Project Outline: Investigating the effect of categorical thinking on misconceptions and stigma towards sickle cell patients in the UK healthcare system and wider communities

This summer, I will be researching how categorical thinking influences Sickle Cell disease treatment within UK healthcare systems. I hope to identify barriers to equitable care and develop recommendations to improve healthcare outcomes and reduce inequalities.

Reasearch Supervisor: Prof Gregory Radick - History and Philosophy of Science - Faculty of Arts, Humanities and Cultures - The University of Leeds.

Background:

Sickle cell disease (SCD) is a serious genetic conditions, disproportionately affecting individuals of African, Caribbean, and Middle Eastern heritage in the UK and globally. Despite efforts to prevent this such as the creation of guidelines, affected individuals report experiencing inadequate pain management, delayed intervention, and dismissive healthcare proffesionals.

This research will examine Categorical thinking (the cognitive tendency to apply group-level assumptions to individual patients). With the guidance of Prof Gregory Radick at the University of Leeds, I will make use of various forms of infortmation to investigate how racial bias, SCD stigma, and institutional resistance to change can lead to the creation of “drug-seeking" labels, scepticism about self-reported pain, and assumptions tied to race and social class.
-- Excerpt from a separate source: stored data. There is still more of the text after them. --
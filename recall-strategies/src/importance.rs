//! Importance-based strategy: keep the highest-importance messages.

use std::cmp::Ordering;

use async_trait::async_trait;
use recall_core::{Message, OptimizedContext, StrategyKind};
use tracing::debug;

use crate::fill::{passthrough_if_fits, split_system, total_tokens, truncate_to_budget};
use crate::strategy::OptimizationStrategy;

/// Ranks messages by importance (recency breaks ties) and fills the budget
/// greedily, then restores chronological order.
#[derive(Debug, Clone, Default)]
pub struct ImportanceBasedStrategy;

impl ImportanceBasedStrategy {
    pub fn new() -> Self {
        Self
    }
}

#[async_trait]
impl OptimizationStrategy for ImportanceBasedStrategy {
    fn kind(&self) -> StrategyKind {
        StrategyKind::ImportanceBased
    }

    async fn optimize(
        &self,
        messages: &[Message],
        token_budget: usize,
        _query: Option<&str>,
    ) -> Result<OptimizedContext, anyhow::Error> {
        if messages.is_empty() {
            return Ok(OptimizedContext::empty(self.kind()));
        }
        if let Some(ctx) = passthrough_if_fits(self.kind(), messages, token_budget) {
            return Ok(ctx);
        }

        let (system, rest) = split_system(messages);
        let remaining = token_budget.saturating_sub(total_tokens(&system));

        let mut ranked: Vec<(usize, &Message)> = rest.iter().enumerate().collect();
        ranked.sort_by(|(_, a), (_, b)| {
            b.importance
                .partial_cmp(&a.importance)
                .unwrap_or(Ordering::Equal)
                .then_with(|| b.timestamp.cmp(&a.timestamp))
        });

        let mut picked: Vec<(usize, Message)> = Vec::new();
        let mut tokens = 0usize;
        for (index, message) in &ranked {
            let t = message.tokens();
            if tokens + t > remaining {
                continue;
            }
            picked.push((*index, (*message).clone()));
            tokens += t;
        }

        let mut truncated = false;
        if picked.is_empty() && !rest.is_empty() && remaining > 0 {
            // nothing fits whole: keep the top-ranked message, truncated
            if let Some((index, best)) = ranked.first() {
                if let Some(cut) = truncate_to_budget(best, remaining) {
                    picked.push((*index, cut));
                    truncated = true;
                }
            }
        }

        picked.sort_by_key(|(index, _)| *index);
        let selected: Vec<Message> = picked.into_iter().map(|(_, m)| m).collect();

        debug!(
            picked = selected.len(),
            system = system.len(),
            total = messages.len(),
            "Importance-based selection"
        );

        let mut out = system;
        out.extend(selected);
        Ok(OptimizedContext::from_selection(
            self.kind(),
            out,
            Vec::new(),
            messages,
            token_budget,
            truncated,
        ))
    }
}
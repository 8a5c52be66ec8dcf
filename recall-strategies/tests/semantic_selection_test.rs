//! Unit tests for SemanticSelectionStrategy with the default
//! keyword-overlap scorer.

mod common;

use std::sync::Arc;

use common::{system, user};
use recall_core::MessageRole;
use recall_strategies::{KeywordOverlapScorer, OptimizationStrategy, SemanticSelectionStrategy};

fn strategy() -> SemanticSelectionStrategy {
    SemanticSelectionStrategy::new(Arc::new(KeywordOverlapScorer::new()))
}

#[tokio::test]
async fn test_relevant_messages_win_over_recent_noise() {
    let messages = vec![
        user("the database migration needs a rollback plan", 10),
        user("lunch was great", 10),
        user("we should test the migration on staging", 10),
        user("totally unrelated chatter", 10),
        user("more filler text here", 10),
    ];

    let ctx = strategy()
        .optimize(&messages, 20, Some("database migration rollback"))
        .await
        .unwrap();

    let contents: Vec<&str> = ctx.messages.iter().map(|m| m.content.as_str()).collect();
    assert!(contents.contains(&"the database migration needs a rollback plan"));
    assert!(contents.contains(&"we should test the migration on staging"));
    assert_eq!(ctx.messages.len(), 2);
    // chronological order is restored after ranking
    assert_eq!(contents[0], "the database migration needs a rollback plan");
}

#[tokio::test]
async fn test_falls_back_to_latest_user_message_as_query() {
    let messages = vec![
        user("my cat is named Pixel", 10),
        user("the weather is fine", 10),
        user("tell me about my cat Pixel", 10),
    ];

    // no explicit query: the newest user message drives relevance
    let ctx = strategy().optimize(&messages, 20, None).await.unwrap();
    let contents: Vec<&str> = ctx.messages.iter().map(|m| m.content.as_str()).collect();
    assert!(contents.contains(&"my cat is named Pixel"));
}

#[tokio::test]
async fn test_system_messages_come_first() {
    let messages = vec![
        user("alpha beta", 10),
        system("you are terse", 5),
        user("gamma delta", 10),
    ];

    let ctx = strategy().optimize(&messages, 15, Some("alpha")).await.unwrap();
    assert_eq!(ctx.messages[0].role, MessageRole::System);
    assert!(ctx.messages.len() >= 2);
}

#[tokio::test]
async fn test_empty_history_yields_empty_context() {
    let ctx = strategy().optimize(&[], 100, Some("anything")).await.unwrap();
    assert!(ctx.is_empty());
    assert_eq!(ctx.original_message_count, 0);
}
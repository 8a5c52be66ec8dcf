//! Shared test utilities for strategy integration tests.
//!
//! Provides mock model clients and message builders used by the strategy
//! test files under tests/.

use std::time::Duration;

use async_trait::async_trait;
use recall_core::{Message, MessageRole, ModelClient};

/// Mock model client: returns a fixed reply for any prompt. Used by
/// summarization tests without calling external model APIs.
#[allow(dead_code)]
pub struct MockModelClient {
    pub reply: String,
}

#[allow(dead_code)]
impl MockModelClient {
    pub fn new(reply: &str) -> Self {
        Self {
            reply: reply.to_string(),
        }
    }
}

#[async_trait]
impl ModelClient for MockModelClient {
    async fn complete(&self, _prompt: &str, _deadline: Duration) -> Result<String, anyhow::Error> {
        Ok(self.reply.clone())
    }
}

/// Model client that always fails, simulating an unreachable provider or
/// an exceeded deadline.
#[allow(dead_code)]
pub struct FailingModelClient;

#[async_trait]
impl ModelClient for FailingModelClient {
    async fn complete(&self, _prompt: &str, _deadline: Duration) -> Result<String, anyhow::Error> {
        Err(anyhow::anyhow!("model unavailable"))
    }
}

/// User message with a fixed provider-supplied token count.
#[allow(dead_code)]
pub fn user(content: &str, tokens: u32) -> Message {
    Message::new("s1", MessageRole::User, content).with_token_estimate(tokens)
}

/// Assistant message with a fixed provider-supplied token count.
#[allow(dead_code)]
pub fn assistant(content: &str, tokens: u32) -> Message {
    Message::new("s1", MessageRole::Assistant, content).with_token_estimate(tokens)
}

/// System message with a fixed provider-supplied token count.
#[allow(dead_code)]
pub fn system(content: &str, tokens: u32) -> Message {
    Message::new("s1", MessageRole::System, content).with_token_estimate(tokens)
}
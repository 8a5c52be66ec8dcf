//! Shared test utilities for extraction integration tests.

use std::time::Duration;

use async_trait::async_trait;
use recall_core::{MemoryItem, Message, MessageRole, ModelClient};
use recall_extraction::MemoryExtractor;

/// Model client returning a canned reply.
#[allow(dead_code)]
pub struct MockModelClient {
    pub reply: String,
}

#[allow(dead_code)]
impl MockModelClient {
    pub fn new(reply: &str) -> Self {
        Self {
            reply: reply.to_string(),
        }
    }
}

#[async_trait]
impl ModelClient for MockModelClient {
    async fn complete(&self, _prompt: &str, _deadline: Duration) -> Result<String, anyhow::Error> {
        Ok(self.reply.clone())
    }
}

/// Model client that always fails (unreachable provider / exceeded deadline).
#[allow(dead_code)]
pub struct FailingModelClient;

#[async_trait]
impl ModelClient for FailingModelClient {
    async fn complete(&self, _prompt: &str, _deadline: Duration) -> Result<String, anyhow::Error> {
        Err(anyhow::anyhow!("model unavailable"))
    }
}

/// Extractor that fails in every category; used to exercise the
/// fallback-failure path.
#[allow(dead_code)]
pub struct BrokenExtractor;

#[async_trait]
impl MemoryExtractor for BrokenExtractor {
    async fn extract_facts(
        &self,
        _subject_id: &str,
        _messages: &[Message],
    ) -> Result<Vec<MemoryItem>, anyhow::Error> {
        Err(anyhow::anyhow!("boom"))
    }

    async fn extract_preferences(
        &self,
        _subject_id: &str,
        _messages: &[Message],
    ) -> Result<Vec<MemoryItem>, anyhow::Error> {
        Err(anyhow::anyhow!("boom"))
    }

    async fn extract_episodic(
        &self,
        _subject_id: &str,
        _messages: &[Message],
    ) -> Result<Vec<MemoryItem>, anyhow::Error> {
        Err(anyhow::anyhow!("boom"))
    }

    async fn extract_character_memories(
        &self,
        _subject_id: &str,
        _character_id: &str,
        _messages: &[Message],
    ) -> Result<Vec<MemoryItem>, anyhow::Error> {
        Err(anyhow::anyhow!("boom"))
    }

    async fn extract_scene_memories(
        &self,
        _character_id: &str,
        _scene_id: &str,
        _messages: &[Message],
    ) -> Result<Vec<MemoryItem>, anyhow::Error> {
        Err(anyhow::anyhow!("boom"))
    }
}

#[allow(dead_code)]
pub fn user(content: &str) -> Message {
    Message::new("s1", MessageRole::User, content)
}
#[async_trait]
impl LongTermMemoryStore for SqliteLongTermStore {
    async fn upsert(&self, item: MemoryItem) -> Result<MemoryItem, StorageError> {
        // `IS ?` gives null-safe equality for the optional character scope
        let existing = sqlx::query(
            r#"
            SELECT * FROM memory_items
            WHERE subject_id = ? AND character_id IS ? AND kind = ? AND key = ?
            "#,
        )
        .bind(&item.subject_id)
        .bind(&item.character_id)
        .bind(kind_to_str(item.kind))
        .bind(&item.key)
        .fetch_optional(&self.pool)
        .await
        .map_err(backend_err)?;

        match existing {
            Some(row) => {
                let mut merged = Self::row_to_item(&row)?;
                merged.value = item.value;
                merged.confidence = item.confidence;
                merged.importance = item.importance;
                merged.source = item.source;
                merged.tags = item.tags;
                merged.updated_at = Utc::now();
                merged.access_count += 1;

                sqlx::query(
                    r#"
                    UPDATE memory_items
                    SET value = ?, confidence = ?, importance = ?, source = ?,
                        tags = ?, updated_at = ?, access_count = ?
                    WHERE id = ?
                    "#,
                )
                .bind(&merged.value)
                .bind(merged.confidence as f64)
                .bind(merged.importance as f64)
                .bind(source_to_str(merged.source))
                .bind(serde_json::to_string(&merged.tags).map_err(serde_err)?)
                .bind(merged.updated_at.to_rfc3339())
                .bind(merged.access_count as i64)
                .bind(merged.id.to_string())
                .execute(&self.pool)
                .await
                .map_err(backend_err)?;

                debug!(
                    subject_id = %merged.subject_id,
                    key = %merged.key,
                    access_count = merged.access_count,
                    "Merged memory item into existing row"
                );
                Ok(merged)
            }
            None => {
                sqlx::query(
                    r#"
                    INSERT INTO memory_items
                        (id, kind, subject_id, character_id, key, value, confidence,
                         importance, source, tags, created_at, updated_at, access_count)
                    VALUES (?, ?, ?, ?, ?, ?, ?, ?, ?, ?, ?, ?, ?)
                    "#,
                )
                .bind(item.id.to_string())
                .bind(kind_to_str(item.kind))
                .bind(&item.subject_id)
                .bind(&item.character_id)
                .bind(&item.key)
                .bind(&item.value)
                .bind(item.confidence as f64)
                .bind(item.importance as f64)
                .bind(source_to_str(item.source))
                .bind(serde_json::to_string(&item.tags).map_err(serde_err)?)
                .bind(item.created_at.to_rfc3339())
                .bind(item.updated_at.to_rfc3339())
                .bind(item.access_count as i64)
                .execute(&self.pool)
                .await
                .map_err(backend_err)?;

                debug!(subject_id = %item.subject_id, key = %item.key, "Inserted memory item");
                Ok(item)
            }
        }
    }

    async fn query(
        &self,
        subject_id: &str,
        filter: MemoryFilter,
        page: Page,
    ) -> Result<Vec<MemoryItem>, StorageError> {
        let rows = sqlx::query(
            r#"
            SELECT * FROM memory_items
            WHERE subject_id = ?
            ORDER BY updated_at DESC
            "#,
        )
        .bind(subject_id)
        .fetch_all(&self.pool)
        .await
        .map_err(backend_err)?;

        let mut items = Vec::new();
        for row in &rows {
            let item = Self::row_to_item(row)?;
            if filter.matches(&item) {
                items.push(item);
            }
        }
        Ok(items
            .into_iter()
            .skip(page.offset)
            .take(page.limit)
            .collect())
    }

    async fn record_interaction(
        &self,
        subject_id: &str,
        related_id: &str,
        interaction: Interaction,
    ) -> Result<RelationshipMemory, StorageError> {
        let mut relationship = self
            .get_relationship(subject_id, related_id)
            .await?
            .unwrap_or_else(|| RelationshipMemory::new(subject_id, related_id));

        relationship.apply_interaction(interaction, "new interaction evidence");
        self.save_relationship(&relationship).await?;
        Ok(relationship)
    }

    async fn get_relationship(
        &self,
        subject_id: &str,
        related_id: &str,
    ) -> Result<Option<RelationshipMemory>, StorageError> {
        let row = sqlx::query(
            r#"SELECT * FROM relationships WHERE subject_id = ? AND related_id = ?"#,
        )
        .bind(subject_id)
        .bind(related_id)
        .fetch_optional(&self.pool)
        .await
        .map_err(backend_err)?;

        row.map(|r| Self::row_to_relationship(&r)).transpose()
    }

    async fn delete_for_subject(&self, subject_id: &str) -> Result<u64, StorageError> {
        let items = sqlx::query(r#"DELETE FROM memory_items WHERE subject_id = ?"#)
            .bind(subject_id)
            .execute(&self.pool)
            .await
            .map_err(backend_err)?;
        let relationships = sqlx::query(r#"DELETE FROM relationships WHERE subject_id = ?"#)
            .bind(subject_id)
            .execute(&self.pool)
            .await
            .map_err(backend_err)?;

        let removed = items.rows_affected() + relationships.rows_affected();
        debug!(subject_id, removed, "Deleted all memories for subject");
        Ok(removed)
    }
}
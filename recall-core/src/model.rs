//! Generative-model call contract.
//!
//! The engine never talks to a provider directly; summarization and the
//! primary memory extractor go through this trait. Implementations live
//! outside the engine (the provider integration is a consumed
//! collaborator).

use std::time::Duration;

use anyhow::Result;
use async_trait::async_trait;

/// Minimal completion interface used by summarization and primary
/// extraction.
///
/// Implementations MUST honor `deadline`: a call that cannot finish in
/// time returns an error instead of blocking. Callers treat a deadline
/// overrun exactly like any other model failure (fallback / summary
/// unavailable).
#[async_trait]
pub trait ModelClient: Send + Sync {
    /// Returns the model completion for `prompt`, failing once `deadline`
    /// elapses.
    async fn complete(&self, prompt: &str, deadline: Duration) -> Result<String>;
}
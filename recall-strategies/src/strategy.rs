//! Optimization strategy trait.
//!
//! Implemented by each strategy variant; dispatched through the
//! [`crate::StrategyRegistry`]. Strategies operate on a snapshot of the
//! session history taken at call time and never touch stores directly.

use async_trait::async_trait;
use recall_core::{Message, OptimizedContext, StrategyKind};

/// A context optimization strategy.
#[async_trait]
pub trait OptimizationStrategy: Send + Sync {
    /// Which named variant this is.
    fn kind(&self) -> StrategyKind;

    /// Assembles a token-budgeted context from `messages` (the full
    /// history snapshot, in insertion order). `query` is the text to rank
    /// relevance against; strategies that need one fall back to the latest
    /// user message when it is `None`.
    async fn optimize(
        &self,
        messages: &[Message],
        token_budget: usize,
        query: Option<&str>,
    ) -> Result<OptimizedContext, anyhow::Error>;
}
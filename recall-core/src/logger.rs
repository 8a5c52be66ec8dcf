//! Tracing bootstrap: console and file share the full fmt-layer format
//! (level, target, span, all fields).

use std::fs::OpenOptions;
use std::io;
use std::sync::Arc;

use tracing_subscriber::{
    fmt::format::FmtSpan,
    layer::SubscriberExt,
    util::SubscriberInitExt,
    EnvFilter, Registry,
};

/// Initializes the global tracing subscriber.
///
/// The same output is teed to stdout and the given log file. The level is
/// read from `RUST_LOG` (e.g. info, debug, trace); unset defaults to info.
pub fn init_tracing(log_file_path: &str) -> anyhow::Result<()> {
    let file = OpenOptions::new()
        .create(true)
        .append(true)
        .open(log_file_path)?;
    let file = Arc::new(file);

    let env_filter =
        EnvFilter::try_from_default_env().unwrap_or_else(|_| EnvFilter::new("info"));

    use tracing_subscriber::fmt::writer::MakeWriterExt;
    let writer = io::stdout.and(file);

    let fmt_layer = tracing_subscriber::fmt::layer()
        .with_writer(writer)
        .with_span_events(FmtSpan::CLOSE)
        .with_target(true)
        .with_thread_ids(true)
        .with_level(true)
        .with_file(false)
        .with_line_number(false);

    Registry::default()
        .with(env_filter)
        .with(fmt_layer)
        .try_init()
        .map_err(|e| anyhow::anyhow!("Failed to set global subscriber: {}", e))?;

    Ok(())
}
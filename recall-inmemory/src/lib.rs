//! # In-Memory Stores
//!
//! In-memory implementations of the `recall-core` store traits.
//!
//! - [`InMemoryShortTermStore`] - bounded, TTL-backed per-session message
//!   log with compaction; the reference implementation of the short-term
//!   semantics
//! - [`InMemoryLongTermStore`] - upsert-by-composite-key memory store with
//!   relationship tracking
//!
//! **Advantages**:
//! - Fastest performance (no I/O)
//! - Simple to set up and use
//! - Great for testing and prototyping
//!
//! **Limitations**:
//! - Data is lost on restart
//! - Limited by available memory
//!
//! ## Thread Safety
//!
//! Both stores use `tokio::sync` primitives for concurrent access. The
//! short-term store shards per session: one mutex per session log, so
//! appends to different sessions never contend.

mod long_term;
mod short_term;

pub use long_term::InMemoryLongTermStore;
pub use short_term::{InMemoryShortTermStore, ShortTermConfig};
//! Batch hygiene for extracted items.

use std::collections::HashMap;

use tracing::debug;

use recall_core::{MemoryItem, MemoryKind, ValidationError};

/// Drops structurally invalid items, items below the confidence threshold
/// and duplicate keys (highest confidence wins), clamping scores on the
/// way through. A bad item never aborts the rest of the batch; each drop
/// is logged.
pub fn validate_and_clean(items: Vec<MemoryItem>, confidence_threshold: f32) -> Vec<MemoryItem> {
    let mut by_key: HashMap<(Option<String>, MemoryKind, String), MemoryItem> = HashMap::new();
    let mut order: Vec<(Option<String>, MemoryKind, String)> = Vec::new();

    for mut item in items {
        if item.subject_id.trim().is_empty() {
            debug!(error = %ValidationError::EmptyField("subject_id"), "Dropping extracted item");
            continue;
        }
        if item.key.trim().is_empty() {
            debug!(error = %ValidationError::EmptyField("key"), "Dropping extracted item");
            continue;
        }
        if item.value.trim().is_empty() {
            debug!(key = %item.key, error = %ValidationError::EmptyField("value"), "Dropping extracted item");
            continue;
        }

        item.confidence = item.confidence.clamp(0.0, 1.0);
        item.importance = item.importance.clamp(0.0, 1.0);

        if item.confidence < confidence_threshold {
            debug!(
                key = %item.key,
                error = %ValidationError::BelowThreshold {
                    actual: item.confidence,
                    threshold: confidence_threshold,
                },
                "Dropping extracted item"
            );
            continue;
        }

        let key = (item.character_id.clone(), item.kind, item.key.clone());
        match by_key.get(&key) {
            Some(existing) if existing.confidence >= item.confidence => {
                debug!(
                    key = %item.key,
                    error = %ValidationError::DuplicateKey(item.key.clone()),
                    "Dropping extracted item"
                );
            }
            Some(_) => {
                debug!(
                    key = %item.key,
                    error = %ValidationError::DuplicateKey(item.key.clone()),
                    "Replacing lower-confidence duplicate"
                );
                by_key.insert(key, item);
            }
            None => {
                order.push(key.clone());
                by_key.insert(key, item);
            }
        }
    }

    order.into_iter().filter_map(|key| by_key.remove(&key)).collect()
}
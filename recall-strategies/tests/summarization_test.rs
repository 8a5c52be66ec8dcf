//! Unit tests for SummarizationStrategy.
//!
//! Uses MockModelClient / FailingModelClient from tests/common so no
//! external model API is called.

mod common;

use std::sync::Arc;

use common::{user, FailingModelClient, MockModelClient};
use recall_core::MessageRole;
use recall_strategies::{OptimizationStrategy, SummarizationStrategy};

#[tokio::test]
async fn test_older_slice_is_compressed_into_one_summary() {
    let model = Arc::new(MockModelClient::new(
        "They planned a trip to Lisbon.\n- flight booked for May\n- hotel still open",
    ));
    let strategy = SummarizationStrategy::new(model);

    let messages: Vec<_> = (0..10).map(|i| user(&format!("msg {i}"), 10)).collect();

    // 100 tokens into budget 50; 60% of the budget is reserved for the
    // recent slice, so the three newest stay verbatim
    let ctx = strategy.optimize(&messages, 50, None).await.unwrap();

    assert_eq!(ctx.summaries.len(), 1);
    let summary = &ctx.summaries[0];
    assert_eq!(summary.original_message_count, 7);
    assert_eq!(summary.key_points.len(), 2);
    assert_eq!(summary.key_points[0], "flight booked for May");

    // summary rides along as a System message ahead of the recent slice
    assert_eq!(ctx.messages[0].role, MessageRole::System);
    assert!(ctx.messages[0].content.starts_with("[Conversation summary]"));
    let recent: Vec<&str> = ctx.messages[1..].iter().map(|m| m.content.as_str()).collect();
    assert_eq!(recent, vec!["msg 7", "msg 8", "msg 9"]);

    assert_eq!(ctx.dropped_message_count, 7);
    assert!(ctx.optimized_token_count <= ctx.original_token_count);
    assert!(ctx.compression_ratio() >= 1.0);
}

#[tokio::test]
async fn test_model_failure_degrades_to_unavailable_digest() {
    let strategy = SummarizationStrategy::new(Arc::new(FailingModelClient));
    let messages: Vec<_> = (0..10).map(|i| user(&format!("msg {i}"), 10)).collect();

    let ctx = strategy.optimize(&messages, 50, None).await.unwrap();

    // the assembly still succeeds; the summary text marks the failure
    assert_eq!(ctx.summaries.len(), 1);
    assert!(ctx.summaries[0].text.contains("summary unavailable"));
    assert!(ctx.summaries[0].text.contains("7 earlier messages"));
}

#[tokio::test]
async fn test_history_within_budget_is_not_summarized() {
    let strategy = SummarizationStrategy::new(Arc::new(FailingModelClient));
    let messages: Vec<_> = (0..3).map(|i| user(&format!("msg {i}"), 10)).collect();

    let ctx = strategy.optimize(&messages, 100, None).await.unwrap();
    assert!(ctx.summaries.is_empty());
    assert_eq!(ctx.messages, messages);
}

#[tokio::test]
async fn test_system_messages_stay_ahead_of_the_summary() {
    let model = Arc::new(MockModelClient::new("Recap.\n- a point"));
    let strategy = SummarizationStrategy::new(model);

    let mut messages = vec![common::system("persona rules", 10)];
    messages.extend((0..10).map(|i| user(&format!("msg {i}"), 10)));

    let ctx = strategy.optimize(&messages, 60, None).await.unwrap();
    assert_eq!(ctx.messages[0].role, MessageRole::System);
    assert_eq!(ctx.messages[0].content, "persona rules");
    assert!(ctx.messages[1].content.starts_with("[Conversation summary]"));
}

#[tokio::test]
async fn test_oversized_summary_is_dropped() {
    // model returns a wall of text larger than the slice it would replace
    let model = Arc::new(MockModelClient::new(&"verbose ".repeat(200)));
    let strategy = SummarizationStrategy::new(model);

    let messages: Vec<_> = (0..6).map(|i| user(&format!("msg {i}"), 10)).collect();

    let ctx = strategy.optimize(&messages, 30, None).await.unwrap();
    assert!(ctx.summaries.is_empty());
    // the recent slice is still served
    assert!(!ctx.messages.is_empty());
    assert!(ctx.optimized_token_count <= ctx.original_token_count);
}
I will critically examine the way each of these factors interact and negatively affect SCD care and outcomes in UK hospital settings.

Objectives:

  1. Define "categorical thinking" within clinical decision-making contexts
  2. Review literature on implicit racial bias and its role in SCD pain management
  3. Identify patterns of under-treatment or care delay due to bias and misconception
  4. Assess interactions and effects of UK-specific factors such as NHS structure, workforce diversity and policy
  5. Turn findings into realistic and actionable recommendations for practice and policy

Motivation:

As a member of the black-british community and a first-generation immigrant from Nigeria, I have a personal connection to the realities of Sickle Cell disease and the inequalities that often surround its treatment and perception. Through my own lived experience, as well as witnessing the experiences of family members and friends living with the condition, I have become increasingly aware of how assumptions, stereotypes, and categorical thinking can shape interactions within healthcare settings and wider society. These experiences will allow me to keep the analysis both critically informed and grounded in its’s complexities, a factor that can be easy to overlook in the course of scholarly research.

Output:

The findings will culminate into an accessible research poster and systematic review, helping to improve current awareness of how social categorisation and cultural ignorance can affect healthcare delivery and the everyday lives of individuals with SCD.